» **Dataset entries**
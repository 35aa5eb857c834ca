//! Stock/lot ledger domain module.
//!
//! This crate contains the business rules for lots, per-location stock
//! records, reservations, the movement log and FEFO planning, implemented
//! purely as deterministic domain logic (no IO, no locking, no storage).

pub mod fefo;
pub mod lot;
pub mod movement;
pub mod reservation;
pub mod stock;

#[cfg(any(test, feature = "testing"))]
pub mod testing;

pub use fefo::{AllocationLine, AllocationPlan, FefoRequest, eligible_quantity, plan_fefo};
pub use lot::{Lot, LotStatus, NewLot, QcStatus, Transition};
pub use movement::{DocumentKind, DocumentRef, Movement, MovementDraft, MovementKind, net_delta};
pub use reservation::{Reservation, ReservationLine, ReservationStatus};
pub use stock::{StockKey, StockRecord, StockSummary};
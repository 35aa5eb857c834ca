//! Shared fixture for the service tests.

use std::sync::Arc;

use chrono::{DateTime, Duration, TimeZone, Utc};

use lotledger_core::{LocationId, LotId, ManualClock, MaterialId, OpContext, Quantity};
use lotledger_events::{EventBus, LocalBus, LedgerNotification, Subscription};
use lotledger_inventory::{QcStatus, StockKey};

use crate::config::LedgerConfig;
use crate::lots::LotRegistration;
use crate::repository::InMemoryLedgerStore;
use crate::services::{LedgerPorts, LedgerServices};

pub(crate) fn t0() -> DateTime<Utc> {
    Utc.with_ymd_and_hms(2026, 1, 5, 9, 0, 0).unwrap()
}

pub(crate) fn ctx() -> OpContext {
    OpContext::background()
}

pub(crate) struct Harness {
    pub services: LedgerServices,
    pub store: Arc<InMemoryLedgerStore>,
    pub clock: Arc<ManualClock>,
    pub notifications: Subscription<LedgerNotification>,
    pub material: MaterialId,
    pub location: LocationId,
}

impl Harness {
    pub fn new() -> Self {
        Self::with_config(LedgerConfig::default())
    }

    pub fn with_config(config: LedgerConfig) -> Self {
        Self::with_ports(config, |ports| ports)
    }

    /// In-memory ports, with `wrap` free to swap any of them.
    pub fn with_ports(config: LedgerConfig, wrap: impl FnOnce(LedgerPorts) -> LedgerPorts) -> Self {
        lotledger_observability::init_for_tests();
        let store = Arc::new(InMemoryLedgerStore::new());
        let clock = Arc::new(ManualClock::new(t0()));
        let bus = Arc::new(LocalBus::<LedgerNotification>::new());
        let notifications = bus.subscribe();
        let ports = wrap(LedgerPorts::in_memory(store.clone()));
        let services = LedgerServices::new(ports, config, clock.clone(), bus);
        Self {
            services,
            store,
            clock,
            notifications,
            material: MaterialId::new(),
            location: LocationId::new(),
        }
    }

    /// Register a QC-passed lot expiring `days` from t0.
    pub fn issuable_lot(&self, days: i64) -> LotId {
        let lot = self
            .services
            .lots
            .register(LotRegistration::new(self.material, t0() + Duration::days(days)))
            .unwrap();
        self.services
            .lots
            .set_qc_status(lot.id_typed(), QcStatus::Passed)
            .unwrap();
        lot.id_typed()
    }

    pub fn key(&self, lot: LotId) -> StockKey {
        StockKey::new(self.material, self.location, Some(lot))
    }

    /// Issuable lot with `quantity` received at the default location.
    pub fn stocked_lot(&self, days: i64, quantity: Quantity) -> LotId {
        let lot = self.issuable_lot(days);
        self.services
            .ledger
            .receive(&ctx(), self.key(lot), quantity, None)
            .unwrap();
        lot
    }

    pub fn drain(&self) -> Vec<LedgerNotification> {
        self.notifications.drain()
    }
}
//! Strongly-typed identifiers used across the ledger.

use core::str::FromStr;
use serde::{Deserialize, Serialize};
use uuid::Uuid;

use crate::error::LedgerError;

/// Identifier of a material (the thing being stocked).
#[derive(Debug, Copy, Clone, PartialEq, Eq, PartialOrd, Ord, Hash, Serialize, Deserialize)]
#[serde(transparent)]
pub struct MaterialId(Uuid);

/// Identifier of a storage location (bin, rack slot, staging area).
#[derive(Debug, Copy, Clone, PartialEq, Eq, PartialOrd, Ord, Hash, Serialize, Deserialize)]
#[serde(transparent)]
pub struct LocationId(Uuid);

/// Identifier of a lot (traceable batch of one material).
#[derive(Debug, Copy, Clone, PartialEq, Eq, PartialOrd, Ord, Hash, Serialize, Deserialize)]
#[serde(transparent)]
pub struct LotId(Uuid);

/// Identifier of a reservation (and of the holds it places on stock records).
#[derive(Debug, Copy, Clone, PartialEq, Eq, PartialOrd, Ord, Hash, Serialize, Deserialize)]
#[serde(transparent)]
pub struct ReservationId(Uuid);

/// Identifier of a movement log entry.
#[derive(Debug, Copy, Clone, PartialEq, Eq, PartialOrd, Ord, Hash, Serialize, Deserialize)]
#[serde(transparent)]
pub struct MovementId(Uuid);

macro_rules! impl_uuid_newtype {
    ($t:ty, $name:literal) => {
        impl $t {
            /// Create a new identifier.
            ///
            /// Uses UUIDv7 (time-ordered). Prefer passing IDs explicitly in tests
            /// for determinism.
            pub fn new() -> Self {
                Self(Uuid::now_v7())
            }

            pub fn from_uuid(uuid: Uuid) -> Self {
                Self(uuid)
            }

            pub fn as_uuid(&self) -> &Uuid {
                &self.0
            }
        }

        impl Default for $t {
            fn default() -> Self {
                Self::new()
            }
        }

        impl core::fmt::Display for $t {
            fn fmt(&self, f: &mut core::fmt::Formatter<'_>) -> core::fmt::Result {
                core::fmt::Display::fmt(&self.0, f)
            }
        }

        impl From<Uuid> for $t {
            fn from(value: Uuid) -> Self {
                Self(value)
            }
        }

        impl From<$t> for Uuid {
            fn from(value: $t) -> Self {
                value.0
            }
        }

        impl FromStr for $t {
            type Err = LedgerError;

            fn from_str(s: &str) -> Result<Self, Self::Err> {
                let uuid = Uuid::from_str(s)
                    .map_err(|e| LedgerError::invalid_id(format!("{}: {}", $name, e)))?;
                Ok(Self(uuid))
            }
        }
    };
}

impl_uuid_newtype!(MaterialId, "MaterialId");
impl_uuid_newtype!(LocationId, "LocationId");
impl_uuid_newtype!(LotId, "LotId");
impl_uuid_newtype!(ReservationId, "ReservationId");
impl_uuid_newtype!(MovementId, "MovementId");

#[cfg(test)]
mod tests {
    use super::*;

    #[test]
    fn ids_round_trip_through_display_and_from_str() {
        let lot = LotId::new();
        let parsed: LotId = lot.to_string().parse().unwrap();
        assert_eq!(lot, parsed);
    }

    #[test]
    fn malformed_id_is_rejected() {
        let err = "not-a-uuid".parse::<MaterialId>().unwrap_err();
        assert!(matches!(err, LedgerError::InvalidId(msg) if msg.starts_with("MaterialId")));
    }

    #[test]
    fn ids_serialize_transparently() {
        let uuid = Uuid::now_v7();
        let json = serde_json::to_string(&LocationId::from_uuid(uuid)).unwrap();
        assert_eq!(json, format!("\"{uuid}\""));
    }
}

» **Your goal**
Repeat the data. Keep every word the same.

» **Answer box**
repository 35aa5eb857c834ca
//! Stock/lot ledger domain module.
//!
//! This crate contains the business rules for lots, per-location stock
//! records, reservations, the movement log and FEFO planning, implemented
//! purely as deterministic domain logic (no IO, no locking, no storage).

pub mod fefo;
pub mod lot;
pub mod movement;
pub mod reservation;
pub mod stock;

#[cfg(any(test, feature = "testing"))]
pub mod testing;

pub use fefo::{AllocationLine, AllocationPlan, FefoRequest, eligible_quantity, plan_fefo};
pub use lot::{Lot, LotStatus, NewLot, QcStatus, Transition};
pub use movement::{DocumentKind, DocumentRef, Movement, MovementDraft, MovementKind, net_delta};
pub use reservation::{Reservation, ReservationLine, ReservationStatus};
pub use stock::{StockKey, StockRecord, StockSummary};
repository 35aa5eb857c834ca
//! Shared fixture for the service tests.

use std::sync::Arc;

use chrono::{DateTime, Duration, TimeZone, Utc};

use lotledger_core::{LocationId, LotId, ManualClock, MaterialId, OpContext, Quantity};
use lotledger_events::{EventBus, LocalBus, LedgerNotification, Subscription};
use lotledger_inventory::{QcStatus, StockKey};

use crate::config::LedgerConfig;
use crate::lots::LotRegistration;
use crate::repository::InMemoryLedgerStore;
use crate::services::{LedgerPorts, LedgerServices};

pub(crate) fn t0() -> DateTime<Utc> {
    Utc.with_ymd_and_hms(2026, 1, 5, 9, 0, 0).unwrap()
}

pub(crate) fn ctx() -> OpContext {
    OpContext::background()
}

pub(crate) struct Harness {
    pub services: LedgerServices,
    pub store: Arc<InMemoryLedgerStore>,
    pub clock: Arc<ManualClock>,
    pub notifications: Subscription<LedgerNotification>,
    pub material: MaterialId,
    pub location: LocationId,
}

impl Harness {
    pub fn new() -> Self {
        Self::with_config(LedgerConfig::default())
    }

    pub fn with_config(config: LedgerConfig) -> Self {
        Self::with_ports(config, |ports| ports)
    }

    /// In-memory ports, with `wrap` free to swap any of them.
    pub fn with_ports(config: LedgerConfig, wrap: impl FnOnce(LedgerPorts) -> LedgerPorts) -> Self {
        lotledger_observability::init_for_tests();
        let store = Arc::new(InMemoryLedgerStore::new());
        let clock = Arc::new(ManualClock::new(t0()));
        let bus = Arc::new(LocalBus::<LedgerNotification>::new());
        let notifications = bus.subscribe();
        let ports = wrap(LedgerPorts::in_memory(store.clone()));
        let services = LedgerServices::new(ports, config, clock.clone(), bus);
        Self {
            services,
            store,
            clock,
            notifications,
            material: MaterialId::new(),
            location: LocationId::new(),
        }
    }

    /// Register a QC-passed lot expiring `days` from t0.
    pub fn issuable_lot(&self, days: i64) -> LotId {
        let lot = self
            .services
            .lots
            .register(LotRegistration::new(self.material, t0() + Duration::days(days)))
            .unwrap();
        self.services
            .lots
            .set_qc_status(lot.id_typed(), QcStatus::Passed)
            .unwrap();
        lot.id_typed()
    }

    pub fn key(&self, lot: LotId) -> StockKey {
        StockKey::new(self.material, self.location, Some(lot))
    }

    /// Issuable lot with `quantity` received at the default location.
    pub fn stocked_lot(&self, days: i64, quantity: Quantity) -> LotId {
        let lot = self.issuable_lot(days);
        self.services
            .ledger
            .receive(&ctx(), self.key(lot), quantity, None)
            .unwrap();
        lot
    }

    pub fn drain(&self) -> Vec<LedgerNotification> {
        self.notifications.drain()
    }
}
//! Strongly-typed identifiers used across the ledger.

use core::str::FromStr;
use serde::{Deserialize, Serialize};
use uuid::Uuid;

use crate::error::LedgerError;

/// Identifier of a material (the thing being stocked).
#[derive(Debug, Copy, Clone, PartialEq, Eq, PartialOrd, Ord, Hash, Serialize, Deserialize)]
#[serde(transparent)]
pub struct MaterialId(Uuid);

/// Identifier of a storage location (bin, rack slot, staging area).
#[derive(Debug, Copy, Clone, PartialEq, Eq, PartialOrd, Ord, Hash, Serialize, Deserialize)]
#[serde(transparent)]
pub struct LocationId(Uuid);

/// Identifier of a lot (traceable batch of one material).
#[derive(Debug, Copy, Clone, PartialEq, Eq, PartialOrd, Ord, Hash, Serialize, Deserialize)]
#[serde(transparent)]
pub struct LotId(Uuid);

/// Identifier of a reservation (and of the holds it places on stock records).
#[derive(Debug, Copy, Clone, PartialEq, Eq, PartialOrd, Ord, Hash, Serialize, Deserialize)]
#[serde(transparent)]
pub struct ReservationId(Uuid);

/// Identifier of a movement log entry.
#[derive(Debug, Copy, Clone, PartialEq, Eq, PartialOrd, Ord, Hash, Serialize, Deserialize)]
#[serde(transparent)]
pub struct MovementId(Uuid);

macro_rules! impl_uuid_newtype {
    ($t:ty, $name:literal) => {
        impl $t {
            /// Create a new identifier.
            ///
            /// Uses UUIDv7 (time-ordered). Prefer passing IDs explicitly in tests
            /// for determinism.
            pub fn new() -> Self {
                Self(Uuid::now_v7())
            }

            pub fn from_uuid(uuid: Uuid) -> Self {
                Self(uuid)
            }

            pub fn as_uuid(&self) -> &Uuid {
                &self.0
            }
        }

        impl Default for $t {
            fn default() -> Self {
                Self::new()
            }
        }

        impl core::fmt::Display for $t {
            fn fmt(&self, f: &mut core::fmt::Formatter<'_>) -> core::fmt::Result {
                core::fmt::Display::fmt(&self.0, f)
            }
        }

        impl From<Uuid> for $t {
            fn from(value: Uuid) -> Self {
                Self(value)
            }
        }

        impl From<$t> for Uuid {
            fn from(value: $t) -> Self {
                value.0
            }
        }

        impl FromStr for $t {
            type Err = LedgerError;

            fn from_str(s: &str) -> Result<Self, Self::Err> {
                let uuid = Uuid::from_str(s)
                    .map_err(|e| LedgerError::invalid_id(format!("{}: {}", $name, e)))?;
                Ok(Self(uuid))
            }
        }
    };
}

impl_uuid_newtype!(MaterialId, "MaterialId");
impl_uuid_newtype!(LocationId, "LocationId");
impl_uuid_newtype!(LotId, "LotId");
impl_uuid_newtype!(ReservationId, "ReservationId");
impl_uuid_newtype!(MovementId, "MovementId");

#[cfg(test)]
mod tests {
    use super::*;

    #[test]
    fn ids_round_trip_through_display_and_from_str() {
        let lot = LotId::new();
        let parsed: LotId = lot.to_string().parse().unwrap();
        assert_eq!(lot, parsed);
    }

    #[test]
    fn malformed_id_is_rejected() {
        let err = "not-a-uuid".parse::<MaterialId>().unwrap_err();
        assert!(matches!(err, LedgerError::InvalidId(msg) if msg.starts_with("MaterialId")));
    }

    #[test]
    fn ids_serialize_transparently() {
        let uuid = Uuid::now_v7();
        let json = serde_json::to_string(&LocationId::from_uuid(uuid)).unwrap();
        assert_eq!(json, format!("\"{uuid}\""));
    }
}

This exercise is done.